Data excerpts
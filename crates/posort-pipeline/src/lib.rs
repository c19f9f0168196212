//! Posort Pipeline Library
//!
//! The core processing pipeline: discover unprocessed ZIP archives in an
//! object store, parse the `~`-delimited CSV manifest bundled inside each
//! archive, extract the referenced PDF documents with bounded parallelism,
//! relocate them under `by-po/<po-number>/`, and record a per-archive
//! outcome in a durable JSON ledger that makes reruns idempotent.
//!
//! # Example
//!
//! ```no_run
//! use posort_pipeline::{config::AppConfig, driver::PipelineDriver};
//! use posort_storage::MemoryBlobStorage;
//! use std::sync::Arc;
//! use tokio_util::sync::CancellationToken;
//!
//! #[tokio::main]
//! async fn main() -> posort_common::Result<()> {
//!     let storage = Arc::new(MemoryBlobStorage::new());
//!     let config = AppConfig::new("uploads", "_");
//!     let driver = PipelineDriver::new(storage, config);
//!     driver.run(&CancellationToken::new()).await
//! }
//! ```

pub mod archive;
pub mod config;
pub mod driver;
pub mod ledger;
pub mod manifest;
pub mod outcome;
pub mod processor;
pub mod relocate;
pub mod status;
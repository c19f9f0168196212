//! Relocation writer
//!
//! Delivers an extracted document to its PO-partitioned destination.
//! Destinations are never overwritten: redelivery of an already-placed
//! document is a silent no-op, which keeps reruns idempotent.

use posort_common::Result;
use posort_storage::BlobStorage;
use tracing::debug;

/// Destination prefix for relocated documents.
pub const DESTINATION_PREFIX: &str = "by-po";

/// Destination key for a document, `by-po/<po>/<filename>`.
pub fn destination_key(po_number: &str, filename: &str) -> String {
    format!("{DESTINATION_PREFIX}/{po_number}/{filename}")
}

/// Write a document's bytes under its resolved PO number. An existing
/// object at the destination is left untouched; any other storage failure
/// propagates.
pub async fn deliver(
    storage: &dyn BlobStorage,
    container: &str,
    po_number: &str,
    filename: &str,
    bytes: Vec<u8>,
) -> Result<()> {
    let key = destination_key(po_number, filename);

    debug!(container, key = %key, "Delivering document");

    storage.store(container, &key, bytes, false).await
}

#[cfg(test)]
mod tests {
    use super::*;
    use posort_storage::MemoryBlobStorage;

    #[test]
    fn destination_key_is_po_partitioned() {
        assert_eq!(destination_key("PO100", "a.pdf"), "by-po/PO100/a.pdf");
        assert_eq!(destination_key("_", "b.pdf"), "by-po/_/b.pdf");
    }

    #[tokio::test]
    async fn deliver_writes_to_destination() {
        let storage = MemoryBlobStorage::new();

        deliver(&storage, "bucket", "PO100", "a.pdf", b"pdf".to_vec())
            .await
            .unwrap();

        assert_eq!(
            storage.get("bucket", "by-po/PO100/a.pdf"),
            Some(b"pdf".to_vec())
        );
    }

    #[tokio::test]
    async fn deliver_never_overwrites_existing_destination() {
        let storage = MemoryBlobStorage::new();
        storage.insert("bucket", "by-po/PO100/a.pdf", b"first".to_vec());

        deliver(&storage, "bucket", "PO100", "a.pdf", b"second".to_vec())
            .await
            .unwrap();

        assert_eq!(
            storage.get("bucket", "by-po/PO100/a.pdf"),
            Some(b"first".to_vec())
        );
    }
}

- **Task directions**:
Every entry that appears above should be duplicated exactly.

- **Expected answer**:
filename crates/posort-pipeline/src/lib.rs
repository c19f9f0168196212
//! Posort Pipeline Library
//!
//! The core processing pipeline: discover unprocessed ZIP archives in an
//! object store, parse the `~`-delimited CSV manifest bundled inside each
//! archive, extract the referenced PDF documents with bounded parallelism,
//! relocate them under `by-po/<po-number>/`, and record a per-archive
//! outcome in a durable JSON ledger that makes reruns idempotent.
//!
//! # Example
//!
//! ```no_run
//! use posort_pipeline::{config::AppConfig, driver::PipelineDriver};
//! use posort_storage::MemoryBlobStorage;
//! use std::sync::Arc;
//! use tokio_util::sync::CancellationToken;
//!
//! #[tokio::main]
//! async fn main() -> posort_common::Result<()> {
//!     let storage = Arc::new(MemoryBlobStorage::new());
//!     let config = AppConfig::new("uploads", "_");
//!     let driver = PipelineDriver::new(storage, config);
//!     driver.run(&CancellationToken::new()).await
//! }
//! ```

pub mod archive;
pub mod config;
pub mod driver;
pub mod ledger;
pub mod manifest;
pub mod outcome;
pub mod processor;
pub mod relocate;
pub mod status;
repository c19f9f0168196212
//! Relocation writer
//!
//! Delivers an extracted document to its PO-partitioned destination.
//! Destinations are never overwritten: redelivery of an already-placed
//! document is a silent no-op, which keeps reruns idempotent.

use posort_common::Result;
use posort_storage::BlobStorage;
use tracing::debug;

/// Destination prefix for relocated documents.
pub const DESTINATION_PREFIX: &str = "by-po";

/// Destination key for a document, `by-po/<po>/<filename>`.
pub fn destination_key(po_number: &str, filename: &str) -> String {
    format!("{DESTINATION_PREFIX}/{po_number}/{filename}")
}

/// Write a document's bytes under its resolved PO number. An existing
/// object at the destination is left untouched; any other storage failure
/// propagates.
pub async fn deliver(
    storage: &dyn BlobStorage,
    container: &str,
    po_number: &str,
    filename: &str,
    bytes: Vec<u8>,
) -> Result<()> {
    let key = destination_key(po_number, filename);

    debug!(container, key = %key, "Delivering document");

    storage.store(container, &key, bytes, false).await
}

#[cfg(test)]
mod tests {
    use super::*;
    use posort_storage::MemoryBlobStorage;

    #[test]
    fn destination_key_is_po_partitioned() {
        assert_eq!(destination_key("PO100", "a.pdf"), "by-po/PO100/a.pdf");
        assert_eq!(destination_key("_", "b.pdf"), "by-po/_/b.pdf");
    }

    #[tokio::test]
    async fn deliver_writes_to_destination() {
        let storage = MemoryBlobStorage::new();

        deliver(&storage, "bucket", "PO100", "a.pdf", b"pdf".to_vec())
            .await
            .unwrap();

        assert_eq!(
            storage.get("bucket", "by-po/PO100/a.pdf"),
            Some(b"pdf".to_vec())
        );
    }

    #[tokio::test]
    async fn deliver_never_overwrites_existing_destination() {
        let storage = MemoryBlobStorage::new();
        storage.insert("bucket", "by-po/PO100/a.pdf", b"first".to_vec());

        deliver(&storage, "bucket", "PO100", "a.pdf", b"second".to_vec())
            .await
            .unwrap();

        assert_eq!(
            storage.get("bucket", "by-po/PO100/a.pdf"),
            Some(b"first".to_vec())
        );
    }
}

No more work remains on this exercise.